Obviously nobody outside of Microsoft will know if that remains true with the Surface Pro 4.




Secure Boot is always disable-able on x86. This has been true since Surface Pro 1.


The Windows 10 hardware certification permits the OEM to make Secure Boot not disablable. But the way the major distros work, they get a pre-bootloader signed with the Microsoft key through Microsoft's signing service, and that pre-bootloader contains a key permitting the chaining of the real bootloader, the kernel, signed with the distro key. So it's not a big problem.


Up till W8.1, the spec (https://msdn.microsoft.com/en-us/library/windows/hardware/jj...) explicitly requires the ability to disable Secure Boot:

    On non-ARM systems, the platform MUST implement the ability for a physically present user to select between two Secure Boot modes in firmware setup: "Custom" and "Standard". Custom Mode allows for more flexibility as specified in the following:
    ...
    B.If the user ends up deleting the PK then, upon exiting the Custom Mode firmware setup, the system is operating in Setup Mode with SecureBoot turned off.
    ...
    Enable/Disable Secure Boot. On non-ARM systems, it is required to implement the ability to disable Secure Boot via firmware setup. A physically present user must be allowed to disable Secure Boot via firmware setup without possession of PKpriv.
I can't find the doc for W10. Has the language changed? Can you link it?

The closest thing I found is https://msdn.microsoft.com/en-us/library/windows/hardware/dn... which isn't really a spec, but does say:

    For most PCs, you can disable Secure Boot through the PC’s firmware (BIOS) menus.

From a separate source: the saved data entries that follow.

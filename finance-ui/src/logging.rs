//! Process-wide tracing setup for the terminal calculator.
//!
//! Stdout carries the calculator prompt, so log lines go to stderr and, once
//! [`enable_file_logging`] has been called, to a file as well. The level and
//! the stderr output can be changed after [`init_logging`] without
//! rebuilding the subscriber.

use std::fs::File;
use std::io::{self, IsTerminal, Write};
use std::path::Path;
use std::sync::{Arc, Mutex, OnceLock, PoisonError};

use anyhow::{Context, Result};
use chrono::Local;
use tracing::{Event, Level, Subscriber};
use tracing_subscriber::fmt::format::{FormatEvent, FormatFields, Writer};
use tracing_subscriber::fmt::FmtContext;
use tracing_subscriber::layer::SubscriberExt;
use tracing_subscriber::registry::LookupSpan;
use tracing_subscriber::util::SubscriberInitExt;
use tracing_subscriber::{EnvFilter, Layer, reload};

/// Used when `RUST_LOG` is unset or unparsable.
const DEFAULT_DIRECTIVES: &str = "info,sqlx=warn";

type Reloader = Box<dyn Fn(EnvFilter) -> Result<(), reload::Error> + Send + Sync>;

/// Handles into the installed subscriber.
struct Controls {
    level: Reloader,
    console: Reloader,
    log_file: Arc<Mutex<Option<File>>>,
}

static CONTROLS: OnceLock<Controls> = OnceLock::new();

fn controls() -> Result<&'static Controls> {
    CONTROLS.get().context("logging is not initialized")
}

/// `<time> <LEVEL> <target> <fields>`; dimmed and colored on a terminal.
struct CalculatorFormat;

fn level_color(level: Level) -> &'static str {
    match level {
        Level::ERROR => "1;31",
        Level::WARN => "1;33",
        Level::INFO => "1;32",
        Level::DEBUG => "1;34",
        Level::TRACE => "1;35",
    }
}

impl<S, N> FormatEvent<S, N> for CalculatorFormat
where
    S: Subscriber + for<'a> LookupSpan<'a>,
    N: for<'a> FormatFields<'a> + 'static,
{
    fn format_event(
        &self,
        ctx: &FmtContext<'_, S, N>,
        mut writer: Writer<'_>,
        event: &Event<'_>,
    ) -> std::fmt::Result {
        let meta = event.metadata();
        let time = Local::now().format("%Y-%m-%d %H:%M:%S%.3f");

        if writer.has_ansi_escapes() {
            write!(
                writer,
                "\x1b[2m{time}\x1b[0m \x1b[{}m{:>5}\x1b[0m \x1b[36m{}\x1b[0m ",
                level_color(*meta.level()),
                meta.level(),
                meta.target()
            )?;
        } else {
            write!(writer, "{time} {:>5} {} ", meta.level(), meta.target())?;
        }

        ctx.field_format().format_fields(writer.by_ref(), event)?;
        writeln!(writer)
    }
}

/// Appends to the configured log file; output is dropped while none is set.
struct LogFile(Arc<Mutex<Option<File>>>);

impl LogFile {
    fn with_file<T>(
        &self,
        op: impl FnOnce(&mut File) -> io::Result<T>,
        idle: T,
    ) -> io::Result<T> {
        match self.0.lock().unwrap_or_else(PoisonError::into_inner).as_mut() {
            Some(file) => op(file),
            None => Ok(idle),
        }
    }
}

impl Write for LogFile {
    fn write(
        &mut self,
        buf: &[u8],
    ) -> io::Result<usize> {
        self.with_file(|file| file.write(buf), buf.len())
    }

    fn flush(&mut self) -> io::Result<()> {
        self.with_file(File::flush, ())
    }
}

fn default_filter() -> EnvFilter {
    EnvFilter::try_from_default_env().unwrap_or_else(|_| EnvFilter::new(DEFAULT_DIRECTIVES))
}

/// Installs the global subscriber. Call first thing in `main` so that
/// configuration errors are logged too; later calls do nothing.
pub fn init_logging() {
    let log_file = Arc::new(Mutex::new(None));
    let (level_filter, level_handle) = reload::Layer::new(default_filter());
    let (console_filter, console_handle) = reload::Layer::new(EnvFilter::new("trace"));

    let console = tracing_subscriber::fmt::layer()
        .event_format(CalculatorFormat)
        .with_ansi(io::stderr().is_terminal())
        .with_writer(io::stderr)
        .with_filter(console_filter);

    let file_target = log_file.clone();
    let file = tracing_subscriber::fmt::layer()
        .event_format(CalculatorFormat)
        .with_ansi(false)
        .with_writer(move || LogFile(file_target.clone()));

    let installed = tracing_subscriber::registry()
        .with(level_filter)
        .with(console)
        .with(file)
        .try_init();
    if installed.is_err() {
        return;
    }

    let _ = CONTROLS.set(Controls {
        level: Box::new(move |filter: EnvFilter| level_handle.reload(filter)),
        console: Box::new(move |filter: EnvFilter| console_handle.reload(filter)),
        log_file,
    });
}

/// Replaces the level filter. Takes a bare level (`debug`) or any
/// `EnvFilter` directive list.
pub fn set_log_level(directives: &str) -> Result<()> {
    let filter = EnvFilter::try_new(directives)
        .with_context(|| format!("invalid log level '{directives}'"))?;
    (controls()?.level)(filter).context("cannot change the log level")
}

/// Turns stderr output on or off. File output is unaffected.
pub fn set_console_enabled(enabled: bool) -> Result<()> {
    let filter = EnvFilter::new(if enabled { "trace" } else { "off" });
    (controls()?.console)(filter).context("cannot switch console logging")
}

/// Starts appending log lines to `path`, replacing any earlier log file.
pub fn enable_file_logging(path: &Path) -> Result<()> {
    let file = File::options()
        .create(true)
        .append(true)
        .open(path)
        .with_context(|| format!("cannot open log file '{}'", path.display()))?;

    *controls()?
        .log_file
        .lock()
        .unwrap_or_else(PoisonError::into_inner) = Some(file);
    Ok(())
}

#[cfg(test)]
mod tests {
    use super::*;

    #[test]
    fn log_file_discards_until_a_file_is_set() {
        let slot = Arc::new(Mutex::new(None));
        let mut writer = LogFile(slot.clone());

        assert_eq!(writer.write(b"dropped\n").unwrap(), 8);
        writer.flush().unwrap();

        let dir = tempfile::tempdir().unwrap();
        let path = dir.path().join("calculator.log");
        *slot.lock().unwrap() = Some(File::create(&path).unwrap());
        writer.write_all(b"kept\n").unwrap();
        writer.flush().unwrap();

        assert_eq!(std::fs::read_to_string(&path).unwrap(), "kept\n");
    }

    #[test]
    fn malformed_level_is_rejected() {
        let err = set_log_level("finance_ui=loud").unwrap_err();

        assert!(err.to_string().contains("finance_ui=loud"));
    }
}
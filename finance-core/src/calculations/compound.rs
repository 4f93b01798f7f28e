//! Compound interest solver.
//!
//! Interest compounds monthly: the nominal annual rate is divided by 12 and
//! the term, given in years, is multiplied by 12.
//!
//! # Formulas
//!
//! With `r` the annual rate as a decimal (percent ÷ 100):
//!
//! | Unknown | Formula |
//! |---------|---------|
//! | present value `P` | `F / (1 + r/12)^(12t)` |
//! | future value `F`  | `P (1 + r/12)^(12t)` |
//! | rate (percent)    | `12 [(F/P)^(1/(12t)) − 1] × 100` |
//! | term `t`          | `ln(F/P) / (12 ln(1 + r/12))` |
//!
//! # Example
//!
//! ```
//! use finance_core::CompoundField;
//! use finance_core::calculations::{CompoundInterestInput, CompoundInterestSolver};
//!
//! let input = CompoundInterestInput {
//!     present_value: Some(1000.0),
//!     future_value: None,
//!     interest_rate: Some(5.0),
//!     no_of_payments: Some(10.0),
//! };
//!
//! let solution = CompoundInterestSolver::new().calculate(&input).unwrap();
//!
//! assert_eq!(solution.field, CompoundField::FutureValue);
//! assert_eq!(solution.display_value(), "1647.01");
//! ```

use serde::{Deserialize, Serialize};
use tracing::debug;

use crate::calculations::common::MONTHS_PER_YEAR;
use crate::calculations::solve::{Solution, SolveError, parse_field, select_unknown};
use crate::models::{CompoundField, InputField};

/// Inputs of the compound interest screen. `None` marks a blank field.
#[derive(Debug, Clone, Copy, Default, PartialEq, Serialize, Deserialize)]
pub struct CompoundInterestInput {
    pub present_value: Option<f64>,
    pub future_value: Option<f64>,
    /// Nominal annual rate, in percent.
    pub interest_rate: Option<f64>,
    /// Term in years.
    pub no_of_payments: Option<f64>,
}

impl CompoundInterestInput {
    /// Parses the raw text of the four fields, in [`CompoundField::ALL`] order.
    pub fn from_texts(texts: [&str; 4]) -> Result<Self, SolveError> {
        let [present, future, rate, payments] = texts;
        Ok(Self {
            present_value: parse_field(CompoundField::PresentValue, present)?,
            future_value: parse_field(CompoundField::FutureValue, future)?,
            interest_rate: parse_field(CompoundField::InterestRate, rate)?,
            no_of_payments: parse_field(CompoundField::NoOfPayments, payments)?,
        })
    }

    pub fn get(
        &self,
        field: CompoundField,
    ) -> Option<f64> {
        match field {
            CompoundField::PresentValue => self.present_value,
            CompoundField::FutureValue => self.future_value,
            CompoundField::InterestRate => self.interest_rate,
            CompoundField::NoOfPayments => self.no_of_payments,
        }
    }

    fn values(&self) -> [Option<f64>; 4] {
        CompoundField::ALL.map(|field| self.get(field))
    }
}

/// Solves the compound interest relation for whichever field is blank.
#[derive(Debug, Clone, Copy, Default)]
pub struct CompoundInterestSolver;

impl CompoundInterestSolver {
    pub fn new() -> Self {
        Self
    }

    /// Finds the blank field and evaluates its formula.
    ///
    /// # Errors
    ///
    /// Returns [`SolveError`] unless exactly one field is blank. Degenerate
    /// inputs (zero present value, zero term) are not rejected; the result
    /// is then infinite or NaN.
    pub fn calculate(
        &self,
        input: &CompoundInterestInput,
    ) -> Result<Solution<CompoundField>, SolveError> {
        let unknown = select_unknown::<CompoundField>(&input.values())?;

        let present = input.present_value.unwrap_or_default();
        let future = input.future_value.unwrap_or_default();
        let rate = input.interest_rate.unwrap_or_default();
        let years = input.no_of_payments.unwrap_or_default();

        let value = match unknown {
            CompoundField::PresentValue => present_value(future, rate, years),
            CompoundField::FutureValue => future_value(present, rate, years),
            CompoundField::InterestRate => interest_rate(present, future, years),
            CompoundField::NoOfPayments => no_of_payments(present, future, rate),
        };

        debug!(field = ?unknown, value, "solved compound interest");
        Ok(Solution {
            field: unknown,
            value,
        })
    }
}

/// Growth factor over the whole term: `(1 + r/12)^(12t)`.
fn growth(
    rate_percent: f64,
    years: f64,
) -> f64 {
    (1.0 + rate_percent / 100.0 / MONTHS_PER_YEAR).powf(MONTHS_PER_YEAR * years)
}

pub fn present_value(
    future: f64,
    rate_percent: f64,
    years: f64,
) -> f64 {
    future / growth(rate_percent, years)
}

pub fn future_value(
    present: f64,
    rate_percent: f64,
    years: f64,
) -> f64 {
    present * growth(rate_percent, years)
}

/// Annual rate in percent.
pub fn interest_rate(
    present: f64,
    future: f64,
    years: f64,
) -> f64 {
    let monthly = (future / present).powf(1.0 / (MONTHS_PER_YEAR * years)) - 1.0;
    MONTHS_PER_YEAR * monthly * 100.0
}

/// Term in years.
pub fn no_of_payments(
    present: f64,
    future: f64,
    rate_percent: f64,
) -> f64 {
    (future / present).ln() / (MONTHS_PER_YEAR * (1.0 + rate_percent / 100.0 / MONTHS_PER_YEAR).ln())
}
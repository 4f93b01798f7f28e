//! Closed-form solvers for the calculator screens.
//!
//! Each solver takes four optional inputs, finds the single blank one and
//! evaluates the matching formula for it.

pub mod common;
pub mod compound;
pub mod mortgage;
pub mod solve;

pub use compound::{CompoundInterestInput, CompoundInterestSolver};
pub use mortgage::{MortgageInput, MortgageSolver};
pub use solve::{Solution, SolveError, parse_field, select_unknown};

For logo-certified Windows RT 8.1 and Windows RT PCs, Secure Boot is required to be configured so that it cannot be disabled.
which seems to imply that it is no longer a hard requirement for x86 unlike before.


I'm not finding an actual Windows 10 hardware certification requirement document. Yet Windows 10 is out and shipping pre-installed on hardware, so how can there not be a document somewhere?

"The precise final specs are not available yet, so all this is somewhat subject to change, but right now, Microsoft says that the switch to allow Secure Boot to be turned off is now optional. Hardware can be Designed for Windows 10 and can offer no way to opt out of the Secure Boot lock down." http://arstechnica.com/information-technology/2015/03/window...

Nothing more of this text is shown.